=== Extracted data ===
============================================================
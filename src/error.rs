//! Error taxonomy for the dispatch core.
//!
//! Each concern owns its own enum. Job-level errors never escape the worker
//! pool; guardrail errors carry enough classification for the retry layer
//! to decide whether another attempt is worthwhile.

use thiserror::Error;

/// Failures of the durable store.
#[derive(Debug, Error)]
pub enum StoreError {
    #[error("job not found: {0}")]
    JobNotFound(String),
    #[error("invalid state transition for job {job_id}: {from} -> {to}")]
    InvalidTransition {
        job_id: String,
        from: String,
        to: String,
    },
    #[error("serialization error: {0}")]
    Serialization(#[from] serde_json::Error),
    #[error("backend unavailable: {0}")]
    Unavailable(String),
    #[error("corrupt row: {0}")]
    Corrupt(String),
    #[cfg(feature = "database")]
    #[error("database error: {0}")]
    Database(#[from] sqlx::Error),
    #[cfg(feature = "database")]
    #[error("migration error: {0}")]
    Migration(#[from] sqlx::migrate::MigrateError),
}

/// Errors returned synchronously by `QueueFabric::dispatch`.
///
/// These are configuration errors, not job errors: nothing is enqueued.
#[derive(Debug, Error)]
pub enum DispatchError {
    #[error("unknown agent: {0}")]
    UnknownAgent(String),
    #[error("invalid dispatch options: {0}")]
    InvalidOptions(String),
    #[error("store error: {0}")]
    Store(#[from] StoreError),
}

/// Errors raised while executing a job. Every variant consumes a retry slot.
#[derive(Debug, Error)]
pub enum JobError {
    #[error("unknown job type '{job_type}' for agent '{agent}'")]
    UnknownJobType { agent: String, job_type: String },
    #[error("invalid payload: {0}")]
    InvalidPayload(String),
    #[error("transient failure: {0}")]
    Transient(String),
    #[error("handler failed: {0}")]
    Handler(String),
    #[error(transparent)]
    Guardrail(#[from] GuardrailError),
}

impl JobError {
    /// Whether another attempt could plausibly succeed.
    pub fn is_transient(&self) -> bool {
        match self {
            JobError::Transient(_) => true,
            JobError::Guardrail(e) => e.is_transient(),
            _ => false,
        }
    }
}

impl From<anyhow::Error> for JobError {
    fn from(err: anyhow::Error) -> Self {
        JobError::Handler(format!("{err:#}"))
    }
}

/// Classification of a compute-provider failure.
#[derive(Debug, Clone, Copy, PartialEq, Eq)]
pub enum ProviderErrorKind {
    RateLimited,
    Server,
    Client,
    Network,
}

/// Errors surfaced by the guardrail executor around a costed call.
#[derive(Debug, Error)]
pub enum GuardrailError {
    #[error(
        "monthly budget exhausted for period {period}: spent ${spent:.2} of ${limit:.2} (agent '{agent}' is not critical)"
    )]
    BudgetExceeded {
        agent: String,
        period: String,
        spent: f64,
        limit: f64,
    },
    #[error("provider error ({kind:?}, status {status:?}): {message}")]
    Provider {
        kind: ProviderErrorKind,
        status: Option<u16>,
        message: String,
    },
    #[error("spend ledger unavailable: {0}")]
    Store(#[from] StoreError),
}

impl GuardrailError {
    pub fn provider(kind: ProviderErrorKind, status: Option<u16>, message: impl Into<String>) -> Self {
        GuardrailError::Provider {
            kind,
            status,
            message: message.into(),
        }
    }

    /// Classify an HTTP status code the way the provider retry policy expects.
    pub fn from_status(status: u16, message: impl Into<String>) -> Self {
        let kind = match status {
            429 => ProviderErrorKind::RateLimited,
            500..=599 => ProviderErrorKind::Server,
            _ => ProviderErrorKind::Client,
        };
        Self::provider(kind, Some(status), message)
    }

    /// Only rate limiting and server-side failures are retried.
    pub fn is_transient(&self) -> bool {
        matches!(
            self,
            GuardrailError::Provider {
                kind: ProviderErrorKind::RateLimited | ProviderErrorKind::Server,
                ..
            }
        )
    }

    pub fn is_budget(&self) -> bool {
        matches!(self, GuardrailError::BudgetExceeded { .. })
    }
}

/// Construction-time errors of the handler registry.
#[derive(Debug, Error)]
pub enum RegistryError {
    #[error("handler registered for undeclared agent '{0}'")]
    UndeclaredAgent(String),
    #[error("agent '{0}' declared twice")]
    DuplicateAgent(String),
    #[error("duplicate handler for agent '{agent}' job type '{job_type}'")]
    DuplicateHandler { agent: String, job_type: String },
    #[error("agent '{agent}' declares job type '{job_type}' without a handler")]
    MissingHandler { agent: String, job_type: String },
    #[error("agent '{0}' has zero concurrency")]
    ZeroConcurrency(String),
}

/// Configuration loading and validation errors.
#[derive(Debug, Error)]
pub enum ConfigError {
    #[error("failed to load configuration: {0}")]
    Load(#[from] config::ConfigError),
    #[error("invalid configuration: {0}")]
    Invalid(String),
}

#[cfg(test)]
mod tests {
    use super::*;

    #[test]
    fn status_classification() {
        assert!(GuardrailError::from_status(429, "slow down").is_transient());
        assert!(GuardrailError::from_status(503, "unavailable").is_transient());
        assert!(!GuardrailError::from_status(400, "bad request").is_transient());
        assert!(!GuardrailError::provider(ProviderErrorKind::Network, None, "reset").is_transient());
    }

    #[test]
    fn budget_errors_are_never_transient() {
        let err = GuardrailError::BudgetExceeded {
            agent: "seo_demand_capture".into(),
            period: "2026-10".into(),
            spent: 500.0,
            limit: 500.0,
        };
        assert!(err.is_budget());
        assert!(!err.is_transient());
        assert!(!JobError::Guardrail(err).is_transient());
    }

    #[test]
    fn unknown_job_type_message() {
        let err = JobError::UnknownJobType {
            agent: "inbound_conversion".into(),
            job_type: "unregistered_type".into(),
        };
        assert!(err.to_string().contains("unknown job type"));
    }
}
============================================================
=== About this exercise ===
Each line of the entries holding the string "GuardrailError" should be found and copied.

=== Response below ===
    Guardrail(#[from] GuardrailError),
pub enum GuardrailError {
impl GuardrailError {
        GuardrailError::Provider {
            GuardrailError::Provider {
        matches!(self, GuardrailError::BudgetExceeded { .. })
        assert!(GuardrailError::from_status(429, "slow down").is_transient());
        assert!(GuardrailError::from_status(503, "unavailable").is_transient());
        assert!(!GuardrailError::from_status(400, "bad request").is_transient());
        assert!(!GuardrailError::provider(ProviderErrorKind::Network, None, "reset").is_transient());
        let err = GuardrailError::BudgetExceeded {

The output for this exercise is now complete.